** The problem **
Find the line containing "pub mod compose;" in the entries below. Restate it and each line after it, word for word, up to and including the line containing "use serde::Serialize;".

** Material provided **
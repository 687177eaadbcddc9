//! Syllog: categorical syllogisms via composite proposition diagrams
//!
//! Syllog checks syllogistic validity the way Carroll-style composite
//! proposition diagrams do: each premise becomes a 4-connector diagram,
//! the two premises compose into an 8-connector three-term diagram, and
//! the syllogism is valid iff the composed diagram entails the
//! conclusion's diagram. No lookup table is consulted — validity falls
//! out of the composition algebra.

pub mod ast;
pub mod compose;
pub mod connector;
pub mod diagram;
pub mod elaborate;
pub mod entail;
pub mod error;
pub mod figure;
pub mod lexer;
pub mod mood;
pub mod parser;
pub mod pretty;
pub mod proposition;
pub mod repl;

pub use compose::compose;
pub use connector::Connector;
pub use diagram::{BinaryDiagram, Quadrant, Region, TernaryDiagram};
pub use entail::entails;
pub use error::SyllogError;
pub use figure::Figure;
pub use mood::{Form, Mood};
pub use proposition::{Proposition, Quality, Quantity};

use serde::Serialize;

/// Parse a statement-language source string into surface [`ast::Input`]
pub fn parse(input: &str) -> Result<ast::Input, String> {
    use chumsky::prelude::*;

    let tokens = lexer::lexer()
        .parse(input)
        .map_err(|errs| error::format_lexer_errors(input, errs))?;

    let token_stream: Vec<_> = tokens.iter().map(|(t, s)| (t.clone(), s.clone())).collect();
    let len = input.len();

    parser::parser()
        .parse(chumsky::Stream::from_iter(
            len..len + 1,
            token_stream.into_iter(),
        ))
        .map_err(|errs| error::format_parser_errors(input, errs, &tokens))
}

/// Everything the engine computes for one form: the three premise
/// diagrams, the composed ternary diagram, and the verdict. This is the
/// record a rendering layer consumes.
#[derive(Clone, Debug, PartialEq, Eq, Serialize)]
pub struct Analysis {
    pub form: Form,
    /// Classical mnemonic name, when the form has one (display aid only).
    pub name: Option<&'static str>,
    pub major: BinaryDiagram,
    pub minor: BinaryDiagram,
    pub conclusion: BinaryDiagram,
    pub composed: TernaryDiagram,
    pub valid: bool,
}

/// Run the full diagrammatic pipeline for a mood–figure form.
pub fn analyze(form: Form) -> Analysis {
    let major = BinaryDiagram::for_proposition(form.mood.major);
    let minor = BinaryDiagram::for_proposition(form.mood.minor);
    let conclusion = BinaryDiagram::for_proposition(form.mood.conclusion);
    let composed = compose::compose(minor, major, form.figure);
    let valid = entail::entails(&composed, &conclusion);
    Analysis {
        form,
        name: form.classical_name(),
        major,
        minor,
        conclusion,
        composed,
        valid,
    }
}

/// Validity of a mood–figure form under the diagrammatic procedure.
pub fn is_valid(form: Form) -> bool {
    analyze(form).valid
}
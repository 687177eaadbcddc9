//! Parser for the statement language.
//!
//! Parses token streams into surface [`Input`]: either three categorical
//! statements or a bare mood–figure code.

use chumsky::prelude::*;

use crate::ast::{Input, Statement, Syllogism};
use crate::figure::Figure;
use crate::lexer::Token;
use crate::mood::{Form, Mood};
use crate::proposition::Proposition;

/// Create a parser for one unit of surface input.
pub fn parser() -> impl Parser<Token, Input, Error = Simple<Token>> + Clone {
    form()
        .map(Input::Form)
        .or(syllogism().map(Input::Syllogism))
        .then_ignore(end())
}

/// A term label: one or more identifiers, joined by spaces, so multi-word
/// terms like "old men" work. Keywords terminate the term.
fn term() -> impl Parser<Token, String, Error = Simple<Token>> + Clone {
    select! { Token::Ident(s) => s }
        .repeated()
        .at_least(1)
        .map(|words| words.join(" "))
}

/// One categorical statement:
///
/// - `all T are U` → A
/// - `no T are U` → E
/// - `some T are U` → I
/// - `some T are not U` → O
fn statement() -> impl Parser<Token, Statement, Error = Simple<Token>> + Clone {
    let universal_affirmative = just(Token::All)
        .ignore_then(term())
        .then_ignore(just(Token::Are))
        .then(term())
        .map(|(s, p)| Statement::new(Proposition::A, s, p));

    let universal_negative = just(Token::No)
        .ignore_then(term())
        .then_ignore(just(Token::Are))
        .then(term())
        .map(|(s, p)| Statement::new(Proposition::E, s, p));

    let particular = just(Token::Some)
        .ignore_then(term())
        .then_ignore(just(Token::Are))
        .then(just(Token::Not).or_not())
        .then(term())
        .map(|((s, negated), p)| {
            let kind = if negated.is_some() {
                Proposition::O
            } else {
                Proposition::I
            };
            Statement::new(kind, s, p)
        });

    choice((universal_affirmative, universal_negative, particular))
}

/// Three statements, conclusion last, separated by `;`, `,` or `.` with
/// an optional `therefore` before the conclusion.
fn syllogism() -> impl Parser<Token, Syllogism, Error = Simple<Token>> + Clone {
    let sep = choice((
        just(Token::Semicolon),
        just(Token::Comma),
        just(Token::Dot),
    ));

    // `therefore` optionally followed by a comma ("therefore, ...")
    let conclusion_intro = just(Token::Therefore).then_ignore(just(Token::Comma).or_not());

    // The conclusion needs a separator, a `therefore`, or both before it.
    let before_conclusion = choice((
        sep.clone().then_ignore(conclusion_intro.clone().or_not()).ignored(),
        conclusion_intro.ignored(),
    ));

    statement()
        .then_ignore(sep.clone())
        .then(statement())
        .then_ignore(before_conclusion)
        .then(statement())
        .then_ignore(just(Token::Dot).or_not())
        .map(|((first, second), conclusion)| Syllogism {
            premises: [first, second],
            conclusion,
        })
}

/// A bare form code like `AAA-1`: a mood string, a dash, a figure number.
/// Out-of-range letters or figures surface as parse errors.
fn form() -> impl Parser<Token, Form, Error = Simple<Token>> + Clone {
    select! { Token::Ident(s) => s }
        .then_ignore(just(Token::Dash))
        .then(select! { Token::Number(n) => n })
        .try_map(|(letters, digits), span: std::ops::Range<usize>| {
            let mood: Mood = letters
                .parse()
                .map_err(|e| Simple::custom(span.clone(), format!("{}", e)))?;
            let figure = digits
                .parse::<u8>()
                .map_err(|_| {
                    Simple::custom(
                        span.clone(),
                        format!("figure {} out of range (expected 1-4)", digits),
                    )
                })
                .and_then(|n| {
                    Figure::from_number(n).map_err(|e| Simple::custom(span.clone(), format!("{}", e)))
                })?;
            Ok(Form::new(mood, figure))
        })
}
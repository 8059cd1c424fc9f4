//! Win and end-of-game detection

use crate::board::{Board, Cell, Piece};
use crate::{HEIGHT, WIDTH, WINDOW_LENGTH};

/// Row and column steps for the four line directions: horizontal,
/// vertical, diagonal `\` and diagonal `/`
static DIRECTIONS: [(isize, isize); 4] = [(0, 1), (1, 0), (1, 1), (-1, 1)];

/// A run of consecutive cells along one line of the board
pub type Window = [Cell; WINDOW_LENGTH];

/// Reads the window starting at `(row, column)` and stepping by
/// `(row_step, column_step)`, or `None` if it would leave the board
fn window_at(
    board: &Board,
    row: usize,
    column: usize,
    row_step: isize,
    column_step: isize,
) -> Option<Window> {
    let span = WINDOW_LENGTH as isize - 1;
    let last_row = row as isize + row_step * span;
    let last_column = column as isize + column_step * span;
    if last_row < 0
        || last_row >= HEIGHT as isize
        || last_column < 0
        || last_column >= WIDTH as isize
    {
        return None;
    }

    let mut window = [Cell::Empty; WINDOW_LENGTH];
    for (i, cell) in window.iter_mut().enumerate() {
        let r = row as isize + row_step * i as isize;
        let c = column as isize + column_step * i as isize;
        *cell = board.cell(r as usize, c as usize);
    }
    Some(window)
}

/// Iterates over every window on the board: all rows, all columns and
/// both diagonal families, at every start position that fits
pub fn windows(board: &Board) -> impl Iterator<Item = Window> + '_ {
    DIRECTIONS.iter().flat_map(move |&(row_step, column_step)| {
        (0..HEIGHT).flat_map(move |row| {
            (0..WIDTH).filter_map(move |column| {
                window_at(board, row, column, row_step, column_step)
            })
        })
    })
}

/// Returns true if `piece` has four in a row anywhere on the board
pub fn is_winning_move(board: &Board, piece: Piece) -> bool {
    windows(board).any(|window| window.iter().all(|cell| cell.holds(piece)))
}

/// Returns true if either side has won or the board is full
pub fn is_terminal(board: &Board) -> bool {
    is_winning_move(board, Piece::Player)
        || is_winning_move(board, Piece::Ai)
        || board.valid_columns().is_empty()
}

** Task output **
pub mod compose;
pub mod connector;
pub mod diagram;
pub mod elaborate;
pub mod entail;
pub mod error;
pub mod figure;
pub mod lexer;
pub mod mood;
pub mod parser;
pub mod pretty;
pub mod proposition;
pub mod repl;

pub use compose::compose;
pub use connector::Connector;
pub use diagram::{BinaryDiagram, Quadrant, Region, TernaryDiagram};
pub use entail::entails;
pub use error::SyllogError;
pub use figure::Figure;
pub use mood::{Form, Mood};
pub use proposition::{Proposition, Quality, Quantity};

use serde::Serialize;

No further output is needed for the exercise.